*** Opening of Listed entries ***

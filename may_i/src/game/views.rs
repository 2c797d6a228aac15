//! Per-player snapshots of a room.
//!
//! A view shows everything on the table but only the viewer's own hand.
//! Other hands are reduced to their size.

use serde::{Deserialize, Serialize};
use std::collections::HashMap;

use super::{
    entities::{Card, PlayerId},
    meld::{MeldId, MeldKind},
    state_machine::{Game, Phase},
};

#[derive(Clone, Debug, Deserialize, Eq, PartialEq, Serialize)]
pub struct PlayerView {
    pub id: PlayerId,
    pub name: String,
    pub connected: bool,
    pub buys: u8,
    pub points: u32,
    pub hand_size: usize,
    pub has_melded: bool,
}

#[derive(Clone, Debug, Deserialize, Eq, PartialEq, Serialize)]
pub struct MeldView {
    pub id: MeldId,
    pub kind: MeldKind,
    pub owner: Option<PlayerId>,
    pub cards: Vec<Card>,
}

#[derive(Clone, Debug, Deserialize, Eq, PartialEq, Serialize)]
pub struct GameView {
    pub round: u8,
    pub phase: Phase,
    /// Player to act, in turn order position.
    pub turn: Option<PlayerId>,
    pub players: Vec<PlayerView>,
    pub melds: Vec<MeldView>,
    pub top_discard: Option<Card>,
    pub draw_pile_size: usize,
    pub discard_pile_size: usize,
    /// The viewer's own cards.
    pub hand: Vec<Card>,
}

pub type GameViews = HashMap<PlayerId, GameView>;

impl Game {
    /// Snapshot of the room as `viewer` is allowed to see it.
    #[must_use]
    pub fn view_for(&self, viewer: &PlayerId) -> Option<GameView> {
        let hand = self.player(viewer)?.hand.clone();
        let players = self
            .players()
            .map(|p| PlayerView {
                id: p.id.clone(),
                name: p.name.clone(),
                connected: p.is_connected(),
                buys: p.buys,
                points: p.points,
                hand_size: p.hand.len(),
                has_melded: self.has_meld(&p.id),
            })
            .collect();
        let melds = self
            .melds()
            .iter()
            .map(|m| MeldView {
                id: m.id,
                kind: m.kind,
                owner: self.meld_owner(m).cloned(),
                cards: m.cards().to_vec(),
            })
            .collect();

        Some(GameView {
            round: self.round(),
            phase: self.phase(),
            turn: self.current_player().cloned(),
            players,
            melds,
            top_discard: self.deck().top_discard().copied(),
            draw_pile_size: self.deck().draw_pile_len(),
            discard_pile_size: self.deck().discard_pile_len(),
            hand,
        })
    }

    /// One view per seated player.
    #[must_use]
    pub fn views(&self) -> GameViews {
        self.players()
            .filter_map(|p| self.view_for(&p.id).map(|view| (p.id.clone(), view)))
            .collect()
    }
}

*** Close of Listed entries ***

Your instructions →
Once you have counted the lines above containing the word "PlayerView", state that number and nothing more.

Solution for this exercise →
3